Another coworker, processing a fairly large order of paperback chick lit, said, “I sure will be glad when this chick lit phase is over.” And what did I do? I defended chick lit. I said things like, “There have always been books written by and for women in their 20s about the things that concern them – some people think of Jane Austen as the grandmother of chick lit.” I convinced them that chick lit is not a fad. I explained that (some of it, at least) has merit, just as any genre fiction does. So it’s easy to see why they think it’s a passion of mine.

Anyway, now that I have revealed my gross disgusting snobbery, I guess I should actually talk about the book at hand. Let’s start with the premise. On a snowy night in 1964, an orthopedic surgeon named David is forced to deliver his own baby, as his wife Norah is in labor and they can’t get to the hospital. They do get to David’s own clinic, though, as does a nurse named Caroline. Norah delivers a beautiful baby boy named Paul and then, unexpectedly, another baby, a girl. Norah is sedated as David makes the discovery – his daughter, Phoebe, has Down syndrome.

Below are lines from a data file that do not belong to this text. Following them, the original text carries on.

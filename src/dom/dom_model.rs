use std::collections::BTreeMap;
use std::fmt;

use crate::dom::error::DomError;

/// Index of an element inside a `Document` arena.
#[derive(Debug, Clone, Copy, PartialEq, Eq, Hash, PartialOrd, Ord)]
pub struct NodeId(pub usize);

impl fmt::Display for NodeId {
    fn fmt(&self, f: &mut fmt::Formatter<'_>) -> fmt::Result {
        write!(f, "#{}", self.0)
    }
}

/// Input types that support `setSelectionRange`. Everything else throws in a
/// real browser, so the same error surfaces here.
const SELECTABLE_INPUT_TYPES: &[&str] = &["text", "search", "url", "tel", "password"];

#[derive(Debug, Clone, Default)]
pub struct Element {
    pub tag: String,
    pub attrs: BTreeMap<String, String>,
    pub classes: Vec<String>,
    pub style: Vec<(String, String)>,
    pub text: String,

    // Form-control state
    pub value: String,
    pub default_value: String,
    pub checked: bool,
    pub default_checked: bool,
    pub validation_message: String,
    pub selection: Option<(usize, usize)>,

    pub parent: Option<NodeId>,
    pub children: Vec<NodeId>,
}

impl Element {
    pub fn new(tag: &str) -> Self {
        Self {
            tag: tag.to_ascii_lowercase(),
            ..Self::default()
        }
    }

    pub fn attr(&self, name: &str) -> Option<&str> {
        self.attrs.get(name).map(|s| s.as_str())
    }

    pub fn has_class(&self, class: &str) -> bool {
        self.classes.iter().any(|c| c == class)
    }

    pub fn name(&self) -> Option<&str> {
        self.attr("name")
    }

    /// Lowercased `type` attribute. Inputs default to "text", buttons to "submit".
    pub fn input_type(&self) -> Option<String> {
        match self.tag.as_str() {
            "input" => Some(
                self.attr("type")
                    .map(|t| t.trim().to_ascii_lowercase())
                    .filter(|t| !t.is_empty())
                    .unwrap_or_else(|| "text".to_string()),
            ),
            "button" => Some(
                self.attr("type")
                    .map(|t| t.trim().to_ascii_lowercase())
                    .filter(|t| !t.is_empty())
                    .unwrap_or_else(|| "submit".to_string()),
            ),
            _ => None,
        }
    }

    pub fn is_form_control(&self) -> bool {
        matches!(self.tag.as_str(), "input" | "textarea" | "select")
    }

    pub fn is_text_entry(&self) -> bool {
        matches!(self.tag.as_str(), "input" | "textarea")
    }

    pub fn is_checkable(&self) -> bool {
        matches!(self.input_type().as_deref(), Some("checkbox") | Some("radio"))
    }

    pub fn is_submit_control(&self) -> bool {
        match self.tag.as_str() {
            "button" => self.input_type().as_deref() == Some("submit"),
            "input" => matches!(self.input_type().as_deref(), Some("submit") | Some("image")),
            _ => false,
        }
    }

    pub fn is_disabled(&self) -> bool {
        self.attrs.contains_key("disabled")
    }

    fn supports_selection(&self) -> bool {
        match self.tag.as_str() {
            "textarea" => true,
            "input" => self
                .input_type()
                .is_some_and(|t| SELECTABLE_INPUT_TYPES.contains(&t.as_str())),
            _ => false,
        }
    }
}

/// In-memory document tree. Element 0 is the `body` root.
#[derive(Debug, Clone)]
pub struct Document {
    nodes: Vec<Element>,
    focused: Option<NodeId>,
    pub title: String,
}

impl Default for Document {
    fn default() -> Self {
        Self::new()
    }
}

impl Document {
    pub fn new() -> Self {
        Self {
            nodes: vec![Element::new("body")],
            focused: None,
            title: String::new(),
        }
    }

    pub fn root(&self) -> NodeId {
        NodeId(0)
    }

    pub fn len(&self) -> usize {
        self.nodes.len()
    }

    pub fn is_empty(&self) -> bool {
        self.nodes.len() <= 1
    }

    pub fn element(&self, id: NodeId) -> Option<&Element> {
        self.nodes.get(id.0)
    }

    pub fn element_mut(&mut self, id: NodeId) -> Option<&mut Element> {
        self.nodes.get_mut(id.0)
    }

    fn get(&self, id: NodeId) -> Result<&Element, DomError> {
        self.nodes.get(id.0).ok_or(DomError::UnknownNode(id))
    }

    fn get_mut(&mut self, id: NodeId) -> Result<&mut Element, DomError> {
        self.nodes.get_mut(id.0).ok_or(DomError::UnknownNode(id))
    }

    // ------------------------------------------------------------------
    // Tree structure
    // ------------------------------------------------------------------

    /// Create a detached element.
    pub fn create_element(&mut self, tag: &str) -> NodeId {
        self.nodes.push(Element::new(tag));
        NodeId(self.nodes.len() - 1)
    }

    pub fn parent(&self, id: NodeId) -> Option<NodeId> {
        self.element(id).and_then(|e| e.parent)
    }

    pub fn children(&self, id: NodeId) -> &[NodeId] {
        self.element(id).map(|e| e.children.as_slice()).unwrap_or(&[])
    }

    /// True when walking parents from `id` reaches the root.
    pub fn is_connected(&self, id: NodeId) -> bool {
        let mut current = Some(id);
        let mut steps = 0;
        while let Some(node) = current {
            if node == self.root() {
                return true;
            }
            // Guards against a corrupted parent chain.
            steps += 1;
            if steps > self.nodes.len() {
                return false;
            }
            current = self.parent(node);
        }
        false
    }

    pub fn append_child(&mut self, parent: NodeId, child: NodeId) -> Result<(), DomError> {
        self.get(parent)?;
        self.detach(child)?;
        self.get_mut(child)?.parent = Some(parent);
        self.get_mut(parent)?.children.push(child);
        Ok(())
    }

    pub fn prepend_child(&mut self, parent: NodeId, child: NodeId) -> Result<(), DomError> {
        self.get(parent)?;
        self.detach(child)?;
        self.get_mut(child)?.parent = Some(parent);
        self.get_mut(parent)?.children.insert(0, child);
        Ok(())
    }

    /// Insert `node` as the next sibling of `reference` (insertAdjacentElement "afterend").
    pub fn insert_after(&mut self, reference: NodeId, node: NodeId) -> Result<(), DomError> {
        let parent = self.get(reference)?.parent.ok_or(DomError::NoParent(reference))?;
        self.detach(node)?;
        let siblings = &self.get(parent)?.children;
        let index = siblings
            .iter()
            .position(|c| *c == reference)
            .ok_or(DomError::NoParent(reference))?;
        self.get_mut(node)?.parent = Some(parent);
        self.get_mut(parent)?.children.insert(index + 1, node);
        Ok(())
    }

    /// Remove `node` from its parent. Removing a detached node is a no-op.
    pub fn remove(&mut self, node: NodeId) -> Result<(), DomError> {
        self.detach(node)?;
        if self.focused.is_some_and(|f| !self.is_connected(f)) {
            self.focused = None;
        }
        Ok(())
    }

    fn detach(&mut self, node: NodeId) -> Result<(), DomError> {
        let parent = self.get(node)?.parent;
        if let Some(parent) = parent {
            self.get_mut(parent)?.children.retain(|c| *c != node);
            self.get_mut(node)?.parent = None;
        }
        Ok(())
    }

    /// Pre-order descendants of `scope`, excluding `scope` itself.
    pub fn descendants(&self, scope: NodeId) -> Vec<NodeId> {
        let mut out = Vec::new();
        let mut stack: Vec<NodeId> = self.children(scope).iter().rev().copied().collect();
        while let Some(node) = stack.pop() {
            out.push(node);
            stack.extend(self.children(node).iter().rev().copied());
        }
        out
    }

    pub fn next_sibling(&self, id: NodeId) -> Option<NodeId> {
        let parent = self.parent(id)?;
        let siblings = self.children(parent);
        let index = siblings.iter().position(|c| *c == id)?;
        siblings.get(index + 1).copied()
    }

    pub fn text_content(&self, id: NodeId) -> String {
        let mut out = self.element(id).map(|e| e.text.clone()).unwrap_or_default();
        for child in self.descendants(id) {
            if let Some(e) = self.element(child) {
                out.push_str(&e.text);
            }
        }
        out
    }

    pub fn set_text(&mut self, id: NodeId, text: &str) -> Result<(), DomError> {
        self.get_mut(id)?.text = text.to_string();
        Ok(())
    }

    // ------------------------------------------------------------------
    // Attributes and classes
    // ------------------------------------------------------------------

    /// Class names live in `Element::classes`, never in the attribute map.
    pub fn attr(&self, id: NodeId, name: &str) -> Option<&str> {
        self.element(id).and_then(|e| e.attr(name))
    }

    pub fn has_attr(&self, id: NodeId, name: &str) -> bool {
        self.attr(id, name).is_some()
    }

    pub fn set_attr(&mut self, id: NodeId, name: &str, value: &str) -> Result<(), DomError> {
        let element = self.get_mut(id)?;
        if name == "class" {
            element.classes = value.split_whitespace().map(str::to_string).collect();
        } else {
            element.attrs.insert(name.to_string(), value.to_string());
        }
        Ok(())
    }

    pub fn remove_attr(&mut self, id: NodeId, name: &str) -> Result<(), DomError> {
        let element = self.get_mut(id)?;
        if name == "class" {
            element.classes.clear();
        } else {
            element.attrs.remove(name);
        }
        Ok(())
    }

    pub fn has_class(&self, id: NodeId, class: &str) -> bool {
        self.element(id).is_some_and(|e| e.has_class(class))
    }

    pub fn add_class(&mut self, id: NodeId, class: &str) -> Result<(), DomError> {
        let element = self.get_mut(id)?;
        if !element.has_class(class) {
            element.classes.push(class.to_string());
        }
        Ok(())
    }

    pub fn remove_class(&mut self, id: NodeId, class: &str) -> Result<(), DomError> {
        self.get_mut(id)?.classes.retain(|c| c != class);
        Ok(())
    }

    pub fn set_style(&mut self, id: NodeId, property: &str, value: &str) -> Result<(), DomError> {
        let element = self.get_mut(id)?;
        match element.style.iter_mut().find(|(p, _)| p == property) {
            Some(entry) => entry.1 = value.to_string(),
            None => element.style.push((property.to_string(), value.to_string())),
        }
        Ok(())
    }

    pub fn style(&self, id: NodeId, property: &str) -> Option<&str> {
        self.element(id)?
            .style
            .iter()
            .find(|(p, _)| p == property)
            .map(|(_, v)| v.as_str())
    }

    // ------------------------------------------------------------------
    // Form-control state
    // ------------------------------------------------------------------

    pub fn value(&self, id: NodeId) -> Option<&str> {
        self.element(id).map(|e| e.value.as_str())
    }

    pub fn set_value(&mut self, id: NodeId, value: &str) -> Result<(), DomError> {
        let element = self.get_mut(id)?;
        if !element.is_form_control() {
            return Err(DomError::NotAFormControl(id));
        }
        element.value = value.to_string();
        element.selection = None;
        Ok(())
    }

    pub fn set_checked(&mut self, id: NodeId, checked: bool) -> Result<(), DomError> {
        let element = self.get_mut(id)?;
        if !element.is_checkable() {
            return Err(DomError::NotAFormControl(id));
        }
        element.checked = checked;
        Ok(())
    }

    pub fn validation_message(&self, id: NodeId) -> Option<&str> {
        self.element(id).map(|e| e.validation_message.as_str())
    }

    /// setCustomValidity: an empty message marks the control valid again.
    pub fn set_custom_validity(&mut self, id: NodeId, message: &str) -> Result<(), DomError> {
        self.get_mut(id)?.validation_message = message.to_string();
        Ok(())
    }

    pub fn focused(&self) -> Option<NodeId> {
        self.focused
    }

    pub fn focus(&mut self, id: NodeId) -> Result<(), DomError> {
        self.get(id)?;
        if !self.is_connected(id) {
            return Err(DomError::Detached(id));
        }
        self.focused = Some(id);
        Ok(())
    }

    pub fn selection(&self, id: NodeId) -> Option<(usize, usize)> {
        self.element(id).and_then(|e| e.selection)
    }

    /// Offsets are in characters and clamped to the value length.
    pub fn set_selection_range(
        &mut self,
        id: NodeId,
        start: usize,
        end: usize,
    ) -> Result<(), DomError> {
        let element = self.get_mut(id)?;
        if !element.supports_selection() {
            return Err(DomError::SelectionUnsupported {
                tag: element.tag.clone(),
                input_type: element.input_type(),
            });
        }
        let len = element.value.chars().count();
        let end = end.min(len);
        element.selection = Some((start.min(end), end));
        Ok(())
    }
}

In an instant that changes the rest of his life, David makes a decision – fueled by memories of his own sickly sister and how her death destroyed his family and his childhood, he asks Caroline to take the baby to an institution and to leave her there. When Norah regains consciousness, he tells her that the baby died.

Caroline, though, can’t leave the baby in that awful place, and so she keeps Phoebe for herself. And so she and Phoebe leave town and start over, start a new life together.

Yesterday, one of the women said that it was a beautiful book, just not her thing. And that, I think, is how I feel. Kim Edwards told the story well, and it was an interesting story, but . . . my instinct was right. Not for me. Some of the ladies mentioned yesterday having a hard time with it because it was so cerebral, so in the head, but I think I like that kind of thing, generally. I certainly read a fair amount of it, and I like character-driven books in general. I think my main complaint was that the characters themselves just seemed to fall deeper and deeper into despair and hopelessness because of the terrible thing that David did. They never seemed to be getting anywhere. And that was probably true to life and certainly understandable, but I do like to read books that are a little bit more about redemption.

Of course, that sentence right there is me exposing my tendency to want things wrapped up neatly. I don’t have to have all the loose ends tied up, but I want to believe in a world where lives can be redeemed, where telling the truth sets people free. And those are good things to believe in. But it’s not always what real life looks like.

Here is where I am going to talk a little bit about the ending, so if you haven’t read it, proceed with caution (or not at all).

On the back, Jodi Picoult is quoted as calling this a novel of regret and redemption. We discussed yesterday whether we agreed that it’s a novel of redemption. My first instinct is to say, no, that it’s not. But then, the more I think about it, the more I feel that Jodi Picoult is right. Caroline was able to get over David because of what happened, she was able to create a life for herself. Phoebe had a better, more loving childhood than she would have had with David. So his actions were redeemed in those ways, even though I think it destroyed his relationship with his wife and his son. Even there, though, there is a bit of redemption – it’s too late for Norah to have the relationship she wants with the daughter she never knew she had, but Paul can embrace his sister and redeem some of the residual pain of David’s childhood.

Except, of course, that David isn’t around to see it.

I often want life to be a little bit neater than this book, but it’s a realistic picture of people who are messy and make bad decisions and push each other away and don’t communicate . . . how all that ruined their lives and how, finally, when they find the freedom of the truth, they are learning to rebuild. I wish the story could have been different, but I’m not sure it would have been believable any other way.

(That doesn’t mean I don’t wish that David had finally found the courage to come clean.)